Банальнее всех этих суждений лишь вот какое: ни одно из них не имеет отношения к собственно сериалу. Одни зрители использовали «Слово пацана», чтобы увериться в своих страхах, иные — чтобы пополнить ресурс злости или отчаяния, третьи — чтобы вновь обвинить все тех же все в том же, и все — чтобы утвердиться в собственной правоте. Не потому, что фильм Крыжовникова таков, — любой фильм таков. И если этот вызвал больше шума, чем любой другой в последние годы, то лишь из-за того, что зрителю оказался важен материал, а не из-за мифического «авторского месседжа»; автор обеспечил лишь правильную меру подробности, она же — мера двусмысленности.

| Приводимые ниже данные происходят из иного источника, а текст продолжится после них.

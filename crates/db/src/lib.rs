mod aggregates;
mod error;
mod json_store;
mod migrations;
mod store;

use std::path::Path;

use rusqlite::Connection;

pub use error::{DbError, Result};
pub use json_store::JsonStore;
pub use store::{AggregateStore, CursorStore, StorageBackend, TrafficStore, open_store};

/// SQLite-backed day aggregate and cursor storage.
pub struct Db {
    conn: Connection,
}

impl Db {
    pub fn open(path: impl AsRef<Path>) -> Result<Self> {
        let conn = Connection::open(path)?;
        conn.pragma_update(None, "journal_mode", "WAL")?;
        conn.pragma_update(None, "synchronous", "FULL")?;
        conn.pragma_update(None, "temp_store", "MEMORY")?;
        Ok(Self { conn })
    }
}
use std::env;
use std::fs;
use std::path::{Path, PathBuf};

use traffic_app::AppConfig;

pub const CONFIG_ENV: &str = "TRAFFIC_PARSER_CONFIG";
const CONFIG_FILE_NAME: &str = "config.toml";

#[derive(Debug, Clone)]
pub struct ConfigLoad {
    pub config: AppConfig,
    pub file: PathBuf,
    pub created: bool,
}

/// Flag first, then `$TRAFFIC_PARSER_CONFIG`, then the default data directory.
pub fn resolve_config_path(flag: Option<&Path>) -> PathBuf {
    if let Some(path) = flag {
        return path.to_path_buf();
    }
    match env::var_os(CONFIG_ENV) {
        Some(value) if !value.is_empty() => PathBuf::from(value),
        _ => AppConfig::default().data_dir.join(CONFIG_FILE_NAME),
    }
}

pub fn load_or_create(file: &Path) -> Result<ConfigLoad, String> {
    if file.exists() {
        let contents = fs::read_to_string(file)
            .map_err(|err| format!("read config {}: {}", file.display(), err))?;
        let config: AppConfig = toml::from_str(&contents)
            .map_err(|err| format!("parse config {}: {}", file.display(), err))?;
        return Ok(ConfigLoad {
            config,
            file: file.to_path_buf(),
            created: false,
        });
    }

    if let Some(dir) = file.parent().filter(|dir| !dir.as_os_str().is_empty()) {
        fs::create_dir_all(dir)
            .map_err(|err| format!("create config dir {}: {}", dir.display(), err))?;
    }
    let config = AppConfig::default();
    let contents =
        toml::to_string_pretty(&config).map_err(|err| format!("serialize config: {}", err))?;
    fs::write(file, contents).map_err(|err| format!("write config {}: {}", file.display(), err))?;

    Ok(ConfigLoad {
        config,
        file: file.to_path_buf(),
        created: true,
    })
}
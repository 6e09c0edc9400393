use std::path::PathBuf;

use ingest::{ChangeSink, IngestStats, MalformedLines};
use serde::{Deserialize, Serialize};
use traffic_core::ClassifierConfig;
use traffic_db::StorageBackend;

use crate::error::{AppError, Result};
use crate::services::AppServices;
use crate::startup::ensure_data_dir;

/// Where logs come from, where aggregates go, and how requests are judged.
#[derive(Clone, Debug, Serialize, Deserialize)]
#[serde(default)]
pub struct AppConfig {
    pub data_dir: PathBuf,
    pub storage: StorageBackend,
    pub log_paths: Vec<PathBuf>,
    pub malformed_lines: MalformedLines,
    pub classifier: ClassifierConfig,
}

impl Default for AppConfig {
    fn default() -> Self {
        Self {
            data_dir: PathBuf::from("local"),
            storage: StorageBackend::default(),
            log_paths: ingest::default_log_paths(),
            malformed_lines: MalformedLines::default(),
            classifier: ClassifierConfig::default(),
        }
    }
}

/// Application state shared by frontends.
#[derive(Clone)]
pub struct AppState {
    pub config: AppConfig,
    pub services: AppServices,
}

impl AppState {
    pub fn new(config: AppConfig) -> Self {
        let services = AppServices::new(&config);
        Self { config, services }
    }

    pub fn initialize(&self) -> Result<()> {
        ensure_data_dir(&self.config)
            .map_err(|err| AppError::Message(format!("initialize data dir: {}", err)))?;
        if self.config.log_paths.is_empty() {
            return Err(AppError::InvalidInput("no log paths configured".to_string()));
        }
        Ok(())
    }

    pub fn refresh_data(&self, sink: &mut dyn ChangeSink) -> Result<IngestStats> {
        self.services.ingest.run(sink)
    }
}
use chrono::NaiveDate;
use serde::{Deserialize, Serialize};

use crate::error::Result;
use crate::services::DEFAULT_TOP;
use crate::util::time::{parse_day, parse_month};

/// Report selection as given on the command line.
#[derive(Clone, Debug, Default, Deserialize, Serialize)]
pub struct ReportParams {
    pub month: Option<String>,
    pub day: Option<String>,
    pub top: Option<usize>,
}

impl ReportParams {
    pub fn top_limit(&self) -> usize {
        self.top.unwrap_or(DEFAULT_TOP)
    }

    pub fn parsed_month(&self) -> Result<Option<(i32, u32)>> {
        self.month.as_deref().map(parse_month).transpose()
    }

    pub fn parsed_day(&self) -> Result<Option<NaiveDate>> {
        self.day.as_deref().map(parse_day).transpose()
    }
}
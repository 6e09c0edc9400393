mod ingest;
mod reports;

use std::sync::Arc;

use crate::app::AppConfig;
use crate::error::Result;
use traffic_db::TrafficStore;

pub use ingest::IngestService;
pub use reports::{DEFAULT_TOP, ReportService};

type SharedConfig = Arc<AppConfig>;

/// Service registry for app-level operations.
#[derive(Clone)]
pub struct AppServices {
    pub ingest: IngestService,
    pub reports: ReportService,
}

impl AppServices {
    pub fn new(config: &AppConfig) -> Self {
        let shared = Arc::new(config.clone());
        Self {
            ingest: IngestService::new(shared.clone()),
            reports: ReportService::new(shared),
        }
    }
}

fn open_store(config: &SharedConfig) -> Result<Box<dyn TrafficStore>> {
    Ok(traffic_db::open_store(config.storage, &config.data_dir)?)
}
//! Message transport for verification requests.
//!
//! - [`RedisBroker`] - Reliable queue on Redis lists
//! - [`MemoryBroker`] - In-process queues

mod broker;
mod memory_broker;
mod redis_broker;

pub use broker::{BrokerError, BrokerResult, Delivery, MessageBroker, dead_letter_topic};
pub use memory_broker::MemoryBroker;
pub use redis_broker::RedisBroker;
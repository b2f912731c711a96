//! Repository trait for click records.

use crate::domain::entities::{Click, NewClick};
use crate::error::AppError;
use async_trait::async_trait;

/// Append-only storage for gated redirects.
#[cfg_attr(test, mockall::automock)]
#[async_trait]
pub trait ClickRepository: Send + Sync {
    /// Appends a click.
    ///
    /// # Errors
    ///
    /// Returns [`AppError::Internal`] on storage errors.
    async fn record(&self, click: NewClick) -> Result<(), AppError>;

    /// Lists the most recent clicks for a hash, newest first.
    ///
    /// # Errors
    ///
    /// Returns [`AppError::Internal`] on storage errors.
    async fn list_by_hash(&self, hash: &str, limit: i64) -> Result<Vec<Click>, AppError>;

    /// Counts all recorded clicks.
    ///
    /// # Errors
    ///
    /// Returns [`AppError::Internal`] on storage errors.
    async fn count(&self) -> Result<i64, AppError>;
}
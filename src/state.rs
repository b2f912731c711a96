//! Shared application state injected into handlers.

use std::sync::Arc;

use tokio::sync::mpsc;

use crate::application::services::{
    CreationService, GateService, LinkInfoService, PrefetchPolicy, QrService,
};
use crate::config::Config;
use crate::domain::click_event::ClickEvent;
use crate::domain::repositories::{ClickRepository, ShortUrlRepository};
use crate::infrastructure::cache::CacheService;
use crate::infrastructure::messaging::MessageBroker;
use crate::infrastructure::qr::SvgQrRenderer;
use crate::utils::hasher::Sha256Hasher;
use crate::utils::url_normalizer::HttpUrlValidator;

/// Clicks returned by the link info endpoint.
const CLICK_HISTORY_LIMIT: i64 = 50;

/// Settings the services need beyond their backends.
#[derive(Debug, Clone)]
pub struct ServiceSettings {
    pub base_url: String,
    pub verification_topic: String,
    pub retry_after_secs: u64,
    pub prefetch: PrefetchPolicy,
}

impl From<&Config> for ServiceSettings {
    fn from(config: &Config) -> Self {
        Self {
            base_url: config.base_url.clone(),
            verification_topic: config.verification_topic.clone(),
            retry_after_secs: config.not_verified_retry_after_secs,
            prefetch: config.prefetch_policy(),
        }
    }
}

/// Application state shared across all request handlers.
///
/// Cloned per request; every field is an `Arc` or a channel handle.
#[derive(Clone)]
pub struct AppState {
    pub creation_service: Arc<CreationService>,
    pub gate_service: Arc<GateService>,
    pub qr_service: Arc<QrService>,
    pub link_info_service: Arc<LinkInfoService>,
    pub short_urls: Arc<dyn ShortUrlRepository>,
    pub broker: Arc<dyn MessageBroker>,
    pub cache: Arc<dyn CacheService>,
    pub click_sender: mpsc::Sender<ClickEvent>,
}

impl AppState {
    /// Wires the services on top of the selected backends.
    pub fn new(
        short_urls: Arc<dyn ShortUrlRepository>,
        clicks: Arc<dyn ClickRepository>,
        broker: Arc<dyn MessageBroker>,
        cache: Arc<dyn CacheService>,
        click_sender: mpsc::Sender<ClickEvent>,
        settings: ServiceSettings,
    ) -> Self {
        let gate_service = Arc::new(GateService::new(
            short_urls.clone(),
            click_sender.clone(),
            settings.retry_after_secs,
        ));

        let qr_service = Arc::new(QrService::new(
            gate_service.clone(),
            short_urls.clone(),
            cache.clone(),
            Arc::new(SvgQrRenderer::default()),
            settings.base_url,
            settings.prefetch,
        ));

        let creation_service = Arc::new(CreationService::new(
            short_urls.clone(),
            broker.clone(),
            Arc::new(HttpUrlValidator),
            Arc::new(Sha256Hasher),
            qr_service.clone(),
            settings.verification_topic,
        ));

        let link_info_service = Arc::new(LinkInfoService::new(
            short_urls.clone(),
            clicks,
            CLICK_HISTORY_LIMIT,
        ));

        Self {
            creation_service,
            gate_service,
            qr_service,
            link_info_service,
            short_urls,
            broker,
            cache,
            click_sender,
        }
    }
}
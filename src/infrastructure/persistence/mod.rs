//! Repository implementations.
//!
//! # Repositories
//!
//! - [`PgShortUrlRepository`] / [`MemoryShortUrlRepository`] - Short URL records
//! - [`PgClickRepository`] / [`MemoryClickRepository`] - Click log
//!
//! PostgreSQL queries are runtime-checked (`query_as` with `FromRow` rows), so the
//! crate builds without a database or an offline query cache.

pub mod memory_click_repository;
pub mod memory_short_url_repository;
pub mod pg_click_repository;
pub mod pg_short_url_repository;

pub use memory_click_repository::MemoryClickRepository;
pub use memory_short_url_repository::MemoryShortUrlRepository;
pub use pg_click_repository::PgClickRepository;
pub use pg_short_url_repository::PgShortUrlRepository;
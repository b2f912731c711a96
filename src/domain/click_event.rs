//! Click event model for asynchronous click tracking.

use crate::domain::entities::NewClick;
use crate::utils::user_agent;

/// An in-memory representation of a gated redirect, queued for persistence.
///
/// Created by the gate once a redirect is allowed, sent to a bounded channel
/// (non-blocking) and turned into a [`NewClick`] by
/// [`crate::domain::click_worker::run_click_worker`].
#[derive(Debug, Clone)]
pub struct ClickEvent {
    pub hash: String,
    pub ip: Option<String>,
    pub user_agent: Option<String>,
    pub referer: Option<String>,
}

impl ClickEvent {
    pub fn new(
        hash: String,
        ip: Option<String>,
        user_agent: Option<&str>,
        referer: Option<&str>,
    ) -> Self {
        Self {
            hash,
            ip,
            user_agent: user_agent.map(|s| s.to_string()),
            referer: referer.map(|s| s.to_string()),
        }
    }

    /// Converts the raw request metadata into a persistable click.
    pub fn into_new_click(self) -> NewClick {
        let info = user_agent::classify(self.user_agent.as_deref());
        NewClick {
            hash: self.hash,
            ip: self.ip,
            browser: info.browser,
            platform: info.platform,
            referrer: self.referer,
        }
    }
}

#[cfg(test)]
mod tests {
    use super::*;

    #[test]
    fn test_click_event_creation_full() {
        let event = ClickEvent::new(
            "ab12cd34".to_string(),
            Some("192.168.1.1".to_string()),
            Some("Mozilla/5.0 (X11; Linux x86_64; rv:121.0) Gecko/20100101 Firefox/121.0"),
            Some("https://google.com"),
        );

        assert_eq!(event.hash, "ab12cd34");
        assert_eq!(event.ip, Some("192.168.1.1".to_string()));
        assert_eq!(event.referer, Some("https://google.com".to_string()));

        let click = event.into_new_click();
        assert_eq!(click.browser.as_deref(), Some("Firefox"));
        assert_eq!(click.platform.as_deref(), Some("Linux"));
        assert_eq!(click.referrer.as_deref(), Some("https://google.com"));
    }

    #[test]
    fn test_click_event_creation_minimal() {
        let click = ClickEvent::new("xyz".to_string(), None, None, None).into_new_click();

        assert_eq!(click.hash, "xyz");
        assert!(click.ip.is_none());
        assert!(click.browser.is_none());
        assert!(click.platform.is_none());
        assert!(click.referrer.is_none());
    }
}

С точки зрения социологии ажиотаж вокруг «Слова пацана» драгоценен, и любая служба соцопросов смогла бы получить несравненно более точные данные о состоянии страны и ее населения, если бы вместо «пойдете ли вы на выборы» и «одобряете ли вы действия президента» спрашивала «как вы относитесь к Эльдару Юнусовичу», «надо ли было свергать Кащея» и «считаете ли вы граждан РФ пацанами или чушпанами». (Сам по себе рейтинг сериала, конечно, тоже кое о чем свидетельствует, но он — просто температура и природу лихорадки уточнить не может; от чего только не бывает 39°,2.) Но увы, подобных вопросов населению не задают. Возможно, потому, что они, как говорится, «заставляют задуматься». Вот к чему стоило бы приглядеться знатокам происков спецслужб.
© Start
В развернувшихся дискуссиях о «Слове пацана» есть еще одна черта, сводящая их и так призрачную ценность совсем уж к нулю: даже самые вдумчивые из них касаются исключительно сценария. Кто когда какую реплику произнес, кто как отреагировал, кто на что решился, кто какой выбор совершил, а кому выбора не осталось и отчего же так вышло, — все подобные рассуждения сами по себе могут быть занятны и душеспасительны, но в устройстве этого сериала мало что объясняют (даже когда ведутся на несколько готическом языке сериальных критиков с «арками» да «кольцами»). По нескольким причинам, из которых самая простая такова: это довольно средний сценарий. Есть в нем умелые ходы, есть небрежные; есть пара отменных, есть вовсе никудышные. Зрители подменяют логику сценария личным опытом не только потому, что это привычно и естественно, а еще и потому, что логика эта слишком уж много где провисает. Насколько нов для прошедшего Афган Вовы Адидаса опыт убийства лицом к лицу? Отчего трус и слюнтяй Кирилл в финале на очной ставке вдруг оказывается отважным правдолюбом (да еще и таким осведомленным)? Как объясняет себе Ира разрыв с возлюбленным и в какой мере следствием этого разрыва является опека над сестрой главного героя и сближение с ним самим?.. Для каждого из зрителей ответ на каждый из таких вопросов, скорее всего, однозначен, вот только ответы эти будут сильно разниться — поскольку окажутся обусловлены зрителем и его личным «знанием жизни», а не фильмом. Здесь добрая половина мотивировок пропущена, еще треть — дана, но не отработана, а из оставшейся одной шестой половина пропадает втуне из-за скверной актерской игры нескольких ведущих исполнителей. О том, насколько ослаблены сценарные связки между событиями, можно судить уже хотя бы по тому, сколь многое удалось — когда понадобилось — изменить в финальной серии, где все накопленное, все налаженные сюжетные линии обязаны, вроде бы, сплестись в тугой, фатально-безжалостный узел. И ведь сплетаются. В обеих версиях. И оба узла тугие. И оба равно обусловлены сценарной логикой. И различий между ними едва ли не больше, чем сходств.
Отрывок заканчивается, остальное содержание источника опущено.